In 2020, Lee had his first lead role in the romantic comedy 18 Again, based on the 2009 American film 17 Again. His performance in the drama earned him the Best New Actor award in television at the 57th Baeksang Arts Awards and Best New Actor award at the 7th APAN Star Awards. Later that year, he had a starring role in Netflix's Sweet Home, adapted from the webtoon of the same name. He received a good response for portraying a cool-headed and cynical character.

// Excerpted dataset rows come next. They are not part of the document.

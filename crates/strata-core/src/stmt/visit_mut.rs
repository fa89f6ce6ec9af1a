#![allow(unused_variables)]

use super::*;

pub trait VisitMut {
    fn visit_expr_mut(&mut self, i: &mut Expr) {
        visit_expr_mut(self, i);
    }

    fn visit_expr_column_mut(&mut self, i: &mut ExprColumn) {}

    fn visit_expr_set_mut(&mut self, i: &mut ExprSet) {
        visit_expr_set_mut(self, i);
    }

    fn visit_join_mut(&mut self, i: &mut Join) {
        visit_join_mut(self, i);
    }

    fn visit_order_by_mut(&mut self, i: &mut OrderByExpr) {
        visit_order_by_mut(self, i);
    }

    fn visit_query_mut(&mut self, i: &mut Query) {
        visit_query_mut(self, i);
    }

    fn visit_select_mut(&mut self, i: &mut Select) {
        visit_select_mut(self, i);
    }

    fn visit_table_factor_mut(&mut self, i: &mut TableFactor) {
        visit_table_factor_mut(self, i);
    }

    fn visit_table_with_joins_mut(&mut self, i: &mut TableWithJoins) {
        visit_table_with_joins_mut(self, i);
    }
}

impl<V: VisitMut> VisitMut for &mut V {
    fn visit_expr_mut(&mut self, i: &mut Expr) {
        VisitMut::visit_expr_mut(&mut **self, i);
    }

    fn visit_expr_column_mut(&mut self, i: &mut ExprColumn) {
        VisitMut::visit_expr_column_mut(&mut **self, i);
    }

    fn visit_expr_set_mut(&mut self, i: &mut ExprSet) {
        VisitMut::visit_expr_set_mut(&mut **self, i);
    }

    fn visit_join_mut(&mut self, i: &mut Join) {
        VisitMut::visit_join_mut(&mut **self, i);
    }

    fn visit_order_by_mut(&mut self, i: &mut OrderByExpr) {
        VisitMut::visit_order_by_mut(&mut **self, i);
    }

    fn visit_query_mut(&mut self, i: &mut Query) {
        VisitMut::visit_query_mut(&mut **self, i);
    }

    fn visit_select_mut(&mut self, i: &mut Select) {
        VisitMut::visit_select_mut(&mut **self, i);
    }

    fn visit_table_factor_mut(&mut self, i: &mut TableFactor) {
        VisitMut::visit_table_factor_mut(&mut **self, i);
    }

    fn visit_table_with_joins_mut(&mut self, i: &mut TableWithJoins) {
        VisitMut::visit_table_with_joins_mut(&mut **self, i);
    }
}

pub fn visit_expr_mut<V>(v: &mut V, node: &mut Expr)
where
    V: VisitMut + ?Sized,
{
    match node {
        Expr::And(expr) => {
            for operand in &mut expr.operands {
                v.visit_expr_mut(operand);
            }
        }
        Expr::BinaryOp(expr) => {
            v.visit_expr_mut(&mut expr.lhs);
            v.visit_expr_mut(&mut expr.rhs);
        }
        Expr::Case(expr) => {
            for branch in &mut expr.branches {
                v.visit_expr_mut(&mut branch.when);
                v.visit_expr_mut(&mut branch.then);
            }
            if let Some(otherwise) = &mut expr.otherwise {
                v.visit_expr_mut(otherwise);
            }
        }
        Expr::Column(expr) => v.visit_expr_column_mut(expr),
        Expr::Func(expr) => {
            if let Some(arg) = &mut expr.arg {
                v.visit_expr_mut(arg);
            }
        }
        Expr::InList(expr) => {
            v.visit_expr_mut(&mut expr.expr);
            for item in &mut expr.list {
                v.visit_expr_mut(item);
            }
        }
        Expr::IsNull(expr) => v.visit_expr_mut(&mut expr.expr),
        Expr::Not(expr) => v.visit_expr_mut(expr),
        Expr::Or(expr) => {
            for operand in &mut expr.operands {
                v.visit_expr_mut(operand);
            }
        }
        Expr::Client(_) | Expr::Literal(_) | Expr::Property(_) | Expr::Value(_) => {}
    }
}

pub fn visit_expr_set_mut<V>(v: &mut V, node: &mut ExprSet)
where
    V: VisitMut + ?Sized,
{
    match node {
        ExprSet::Select(select) => v.visit_select_mut(select),
        ExprSet::SetOp(set_op) => {
            for operand in &mut set_op.operands {
                v.visit_expr_set_mut(operand);
            }
        }
    }
}

pub fn visit_join_mut<V>(v: &mut V, node: &mut Join)
where
    V: VisitMut + ?Sized,
{
    v.visit_table_factor_mut(&mut node.relation);
    match &mut node.constraint {
        JoinOp::Inner(on) | JoinOp::Left(on) => v.visit_expr_mut(on),
    }
}

pub fn visit_order_by_mut<V>(v: &mut V, node: &mut OrderByExpr)
where
    V: VisitMut + ?Sized,
{
    v.visit_expr_mut(&mut node.expr);
}

pub fn visit_query_mut<V>(v: &mut V, node: &mut Query)
where
    V: VisitMut + ?Sized,
{
    v.visit_expr_set_mut(&mut node.body);
    for order_by in &mut node.order_by {
        v.visit_order_by_mut(order_by);
    }
}

pub fn visit_select_mut<V>(v: &mut V, node: &mut Select)
where
    V: VisitMut + ?Sized,
{
    for item in &mut node.projection {
        v.visit_expr_mut(&mut item.expr);
    }
    v.visit_table_with_joins_mut(&mut node.source);
    if let Some(filter) = &mut node.filter {
        v.visit_expr_mut(filter);
    }
    for expr in &mut node.group_by {
        v.visit_expr_mut(expr);
    }
}

pub fn visit_table_factor_mut<V>(v: &mut V, node: &mut TableFactor)
where
    V: VisitMut + ?Sized,
{
    if let TableFactor::Derived { query, .. } = node {
        v.visit_query_mut(query);
    }
}

pub fn visit_table_with_joins_mut<V>(v: &mut V, node: &mut TableWithJoins)
where
    V: VisitMut + ?Sized,
{
    v.visit_table_factor_mut(&mut node.relation);
    for join in &mut node.joins {
        v.visit_join_mut(join);
    }
}

/// Calls `f` on every expression reachable from `node`, parents before
/// children.
pub fn for_each_expr_mut<F>(node: &mut Expr, f: F)
where
    F: FnMut(&mut Expr),
{
    struct ForEach<F> {
        f: F,
    }

    impl<F> VisitMut for ForEach<F>
    where
        F: FnMut(&mut Expr),
    {
        fn visit_expr_mut(&mut self, node: &mut Expr) {
            (self.f)(node);
            visit_expr_mut(self, node);
        }
    }

    ForEach { f }.visit_expr_mut(node);
}
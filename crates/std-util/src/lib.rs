pub mod result;
pub mod str;

pub mod prelude {
    pub use crate::{assert_err, assert_ok};
}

In 2021, Lee appeared in Beyond Evil, directed by Shim Na-yeon, where he played younger self of Shin Ha-kyun's character. He also starred in KBS2's Youth of May, a drama set in 1980 during the Gwangju uprising, earned him a "Next Generation Melo-king" title for his spectacular performance in a melodrama genre. Later in July 2021, Lee was confirmed to join the tvN drama Melancholia with Im Soo-jung, airing in the second half of 2021. At the end of 2021, Lee became the MC of the 2021 KBS Drama Awards with Sung Si-kyung and Kim So-hyun.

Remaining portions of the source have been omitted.